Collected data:
- Opening Delimiter -

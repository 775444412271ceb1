#![forbid(unsafe_code)]

use std::fs;
use std::path::Path;

use serde::Deserialize;

use crate::error::ConfigError;

/// Knobs for a checking run.
///
/// Read from a `strata.toml` either as top-level keys or under a
/// `[checker]` table:
///
/// ```toml
/// [checker]
/// max_errors = 25
/// fail_fast = false
/// ```
#[derive(Clone, Debug, PartialEq, Eq, Deserialize)]
#[serde(default, deny_unknown_fields)]
pub struct CheckerConfig {
    /// Checking stops once this many errors are recorded. `0` disables the limit.
    pub max_errors: usize,
    /// Stop after the first error.
    pub fail_fast: bool,
    /// Record warnings.
    pub warnings: bool,
    /// Trace the flow state at every statement (`tracing` at `trace` level).
    pub debug_flow: bool,
}

impl Default for CheckerConfig {
    fn default() -> Self {
        Self {
            max_errors: 10,
            fail_fast: false,
            warnings: true,
            debug_flow: false,
        }
    }
}

#[derive(Debug, Default, Deserialize)]
struct ConfigFile {
    #[serde(default)]
    checker: Option<CheckerConfig>,
}

impl CheckerConfig {
    pub fn from_toml_str(src: &str) -> Result<Self, ConfigError> {
        let table: toml::Table = toml::from_str(src)?;
        if table.contains_key("checker") {
            let file: ConfigFile = toml::from_str(src)?;
            return Ok(file.checker.unwrap_or_default());
        }
        Ok(toml::from_str(src)?)
    }

    pub fn load(path: impl AsRef<Path>) -> Result<Self, ConfigError> {
        let path = path.as_ref();
        let src = fs::read_to_string(path).map_err(|source| ConfigError::Io {
            path: path.display().to_string(),
            source,
        })?;
        Self::from_toml_str(&src)
    }
}

#[cfg(test)]
mod tests {
    use super::*;

    #[test]
    fn empty_document_gives_defaults() {
        assert_eq!(CheckerConfig::from_toml_str("").unwrap(), CheckerConfig::default());
    }

    #[test]
    fn checker_table_is_accepted() {
        let cfg = CheckerConfig::from_toml_str(
            r#"
[package]
name = "demo"

[checker]
max_errors = 3
fail_fast = true
"#,
        );
        // `[package]` is not ours, but it is ignored because `[checker]` is present.
        let cfg = cfg.unwrap();
        assert_eq!(cfg.max_errors, 3);
        assert!(cfg.fail_fast);
        assert!(cfg.warnings);
    }

    #[test]
    fn top_level_keys_are_accepted() {
        let cfg = CheckerConfig::from_toml_str("warnings = false\ndebug_flow = true\n").unwrap();
        assert!(!cfg.warnings);
        assert!(cfg.debug_flow);
        assert_eq!(cfg.max_errors, 10);
    }

    #[test]
    fn unknown_keys_are_rejected() {
        let err = CheckerConfig::from_toml_str("max_errorz = 3\n").unwrap_err();
        assert!(matches!(err, ConfigError::Parse(_)));
    }

    #[test]
    fn missing_file_is_an_io_error() {
        let err = CheckerConfig::load("/nonexistent/strata.toml").unwrap_err();
        assert!(matches!(err, ConfigError::Io { .. }));
    }
}
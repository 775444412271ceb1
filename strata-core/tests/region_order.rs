/// The region partial order: nesting, declared constraints and cycles.
use miette::Result;
use proptest::test_runner::{Config, TestCaseError, TestRunner};
use strata_ast::{Kind, Tvar, Ty, Type};
use strata_core::rgnorder::{RgnOrderError, RgnPO};

fn rgn(name: &str) -> Tvar {
    Tvar::new(name, Kind::Rgn)
}

fn v(tv: &Tvar) -> Ty {
    Type::var(tv)
}

fn access(tv: &Tvar) -> Ty {
    Type::access_eff(Type::var(tv))
}

fn empty_effect() -> Ty {
    Type::join_eff(vec![])
}

/// The function region followed by `depth` nested region blocks.
fn nested(depth: usize) -> Result<(RgnPO, Vec<Tvar>)> {
    let fn_rgn = rgn("`f");
    let mut po = RgnPO::initial_fn_po(&[], &[], &empty_effect(), &fn_rgn)
        .map_err(|e| miette::miette!("{e}"))?;
    let mut chain = vec![fn_rgn];
    for i in 0..depth {
        let r = rgn(&format!("`b{i}"));
        po = po.add_youngest(&r, i % 2 == 0);
        chain.push(r);
    }
    Ok((po, chain))
}

#[test]
fn nesting_orders_regions_from_oldest_to_youngest() -> Result<()> {
    let mut runner = TestRunner::new(Config {
        cases: 32,
        ..Config::default()
    });
    runner
        .run(&(1usize..8, 0usize..8, 0usize..8), |(depth, i, j)| {
            let (po, chain) = nested(depth).map_err(|e| TestCaseError::fail(format!("{e}")))?;
            let (i, j) = (i % chain.len(), j % chain.len());
            let outlives = po.rgn_outlives_rgn(&v(&chain[i]), &v(&chain[j]));
            if outlives != (i <= j) {
                return Err(TestCaseError::fail(format!(
                    "{} outlives {} reported as {outlives} in {po}",
                    chain[i].name, chain[j].name
                )));
            }
            if !po.rgn_outlives_rgn(&Type::heap_rgn(), &v(&chain[j])) {
                return Err(TestCaseError::fail("the heap must outlive every region"));
            }
            if po.youngest() != &chain[chain.len() - 1] {
                return Err(TestCaseError::fail("youngest is not the last region opened"));
            }
            Ok(())
        })
        .map_err(|e| miette::miette!("{e}"))
}

#[test]
fn constraint_against_the_nesting_is_circular() -> Result<()> {
    let (po, chain) = nested(2)?;
    let err = po
        .add_outlives_constraint(&access(&chain[2]), &v(&chain[0]))
        .expect_err("the youngest region cannot outlive the oldest");
    assert!(matches!(err, RgnOrderError::Circular { .. }), "{err}");
    assert!(err.to_string().contains("circularity"));
    Ok(())
}

#[test]
fn constraint_on_an_unknown_region_is_rejected() -> Result<()> {
    let (po, chain) = nested(1)?;
    let stranger = rgn("`elsewhere");
    let err = po
        .add_outlives_constraint(&access(&chain[0]), &v(&stranger))
        .expect_err("`elsewhere is not in the order");
    assert!(matches!(err, RgnOrderError::UnknownRegion(_)), "{err}");
    let err = po
        .add_outlives_constraint(&access(&chain[0]), &Type::sint())
        .expect_err("int is not a region");
    assert!(matches!(err, RgnOrderError::NotARegion(_)), "{err}");
    Ok(())
}

#[test]
fn declared_parameter_constraints_are_transitive() -> Result<()> {
    let (a, b, c) = (rgn("`a"), rgn("`b"), rgn("`c"));
    let fn_rgn = rgn("`f");
    let po = RgnPO::initial_fn_po(
        &[a.clone(), b.clone(), c.clone()],
        &[(access(&a), v(&b)), (access(&b), v(&c))],
        &Type::join_eff(vec![access(&a), access(&b), access(&c)]),
        &fn_rgn,
    )
    .map_err(|e| miette::miette!("{e}"))?;

    assert!(po.rgn_outlives_rgn(&v(&a), &v(&c)));
    assert!(!po.rgn_outlives_rgn(&v(&c), &v(&a)));
    assert!(po.effect_outlives(&Type::join_eff(vec![access(&a), access(&b)]), &v(&c)));
    assert!(po.eff_outlives_eff(&access(&a), &Type::join_eff(vec![access(&b), access(&c)])));
    assert!(!po.eff_outlives_eff(&access(&c), &access(&b)));
    // Everything in the effect outlives the function's own region.
    assert!(po.rgn_outlives_rgn(&v(&c), &v(&fn_rgn)));
    Ok(())
}

#[test]
fn unordered_regions_relate_to_nothing_else() -> Result<()> {
    let (po, chain) = nested(1)?;
    let alias = rgn("`alias");
    let po = po.add_unordered(&alias);
    assert!(po.contains(&alias));
    assert!(!po.rgn_outlives_rgn(&v(&alias), &v(&chain[1])));
    assert!(!po.rgn_outlives_rgn(&v(&chain[0]), &v(&alias)));
    assert!(!po.is_region_resetable(&alias));
    assert!(po.is_region_resetable(&chain[1]));
    Ok(())
}

#[test]
fn satisfied_constraints_are_checked_against_the_order() -> Result<()> {
    let (po, chain) = nested(2)?;
    let ok = [(access(&chain[0]), v(&chain[2]))];
    let bad = [(access(&chain[2]), v(&chain[1]))];
    assert!(po.satisfies_constraints(&ok, &Type::heap_rgn(), false));
    assert!(!po.satisfies_constraints(&bad, &Type::heap_rgn(), false));
    Ok(())
}

#[test]
fn display_lists_every_region() -> Result<()> {
    let (po, _) = nested(2)?;
    let shown = po.to_string();
    assert!(shown.contains("`b0"), "{shown}");
    assert!(shown.contains("(resetable)"), "{shown}");
    assert!(shown.ends_with("youngest `b1]"), "{shown}");
    Ok(())
}
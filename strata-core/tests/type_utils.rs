/// Type utilities on random types: compression, comparison and unification.
use proptest::{
    prelude::prop,
    test_runner::{Config, TestCaseError, TestRunner},
};
use strata_ast::{Kind, Ty, Type};
use strata_core::tcutil::{compress, free_evars, is_unique_pointer, typecmp, unify};
use strata_core::Ctx;

/// Builds a type from a preorder list of constructor codes.
fn build(codes: &mut std::slice::Iter<'_, u8>, depth: usize) -> Ty {
    let Some(code) = codes.next() else {
        return Type::sint();
    };
    if depth == 0 {
        return match code % 3 {
            0 => Type::sint(),
            1 => Type::uint(),
            _ => Type::char(),
        };
    }
    match code % 7 {
        0 => Type::sint(),
        1 => Type::char(),
        2 => Type::at(build(codes, depth - 1), Type::heap_rgn()),
        3 => Type::star(build(codes, depth - 1), Type::unique_rgn()),
        4 => Type::tuple(vec![build(codes, depth - 1), build(codes, depth - 1)]),
        5 => Type::fat(build(codes, depth - 1), Type::heap_rgn()),
        _ => Type::uint(),
    }
}

fn ty(codes: &[u8]) -> Ty {
    build(&mut codes.iter(), 3)
}

/// Wraps `t` in a chain of `links` evars, each resolved to the next.
fn behind_evars(ctx: &Ctx, t: &Ty, links: usize) -> Result<Ty, TestCaseError> {
    let mut head = t.clone();
    for _ in 0..links {
        let ev = Type::evar(Some(Kind::Any), None);
        if !unify(ctx, &ev, &head) {
            return Err(TestCaseError::fail(format!("fresh evar does not unify with {head}")));
        }
        head = ev;
    }
    Ok(head)
}

fn runner() -> TestRunner {
    TestRunner::new(Config {
        cases: 128,
        ..Config::default()
    })
}

#[test]
fn compression_is_idempotent_and_sees_through_evars() -> miette::Result<()> {
    let codes = prop::collection::vec(0u8..32, 1..12);
    runner()
        .run(&(codes, 0usize..4), |(codes, links)| {
            let ctx = Ctx::default();
            let t = ty(&codes);
            let wrapped = behind_evars(&ctx, &t, links)?;
            let once = compress(&wrapped);
            let twice = compress(&once);
            if !typecmp(&once, &twice) {
                return Err(TestCaseError::fail(format!("{once} compresses to {twice}")));
            }
            if !typecmp(&once, &t) {
                return Err(TestCaseError::fail(format!("{wrapped} compresses to {once}, not {t}")));
            }
            Ok(())
        })
        .map_err(|e| miette::miette!("{e}"))
}

#[test]
fn unification_is_reflexive_and_agrees_with_comparison() -> miette::Result<()> {
    let codes = prop::collection::vec(0u8..32, 1..12);
    runner()
        .run(&(codes.clone(), codes), |(a, b)| {
            let ctx = Ctx::default();
            let (t1, t2) = (ty(&a), ty(&b));
            if !typecmp(&t1, &t1) || !unify(&ctx, &t1, &t1) {
                return Err(TestCaseError::fail(format!("{t1} is not equal to itself")));
            }
            // Ground types unify exactly when they compare equal.
            let same = typecmp(&t1, &t2);
            if unify(&ctx, &t1, &t2) != same {
                return Err(TestCaseError::fail(format!(
                    "unify and typecmp disagree on {t1} and {t2}"
                )));
            }
            Ok(())
        })
        .map_err(|e| miette::miette!("{e}"))
}

#[test]
fn unified_evar_takes_the_other_side() {
    let ctx = Ctx::default();
    let ev = Type::evar(Some(Kind::Mem), None);
    let target = Type::at(Type::sint(), Type::unique_rgn());
    assert_eq!(free_evars(&ev).len(), 1);
    assert!(unify(&ctx, &ev, &target));
    assert!(is_unique_pointer(&ev));
    assert!(free_evars(&ev).is_empty());
    assert!(typecmp(&compress(&ev), &target));
}

#[test]
fn failed_unification_leaves_evars_unresolved() {
    let ctx = Ctx::default();
    let ev = Type::evar(Some(Kind::Mem), None);
    let pair = Type::tuple(vec![ev.clone(), Type::sint()]);
    let other = Type::tuple(vec![Type::char(), Type::at(Type::sint(), Type::heap_rgn())]);
    assert!(!unify(&ctx, &pair, &other));
    assert_eq!(free_evars(&ev).len(), 1, "evar was left bound after a failed unification");
}

#[test]
fn region_evar_cannot_take_a_value_type() {
    let ctx = Ctx::default();
    let ev = Type::evar(Some(Kind::Rgn), None);
    assert!(!unify(&ctx, &ev, &Type::sint()));
    assert!(unify(&ctx, &ev, &Type::heap_rgn()));
}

- Closing Delimiter -

### What is expected
Copy out all the lines of the records that include "impl".

### Response
impl Default for CheckerConfig {
impl CheckerConfig {
    pub fn load(path: impl AsRef<Path>) -> Result<Self, ConfigError> {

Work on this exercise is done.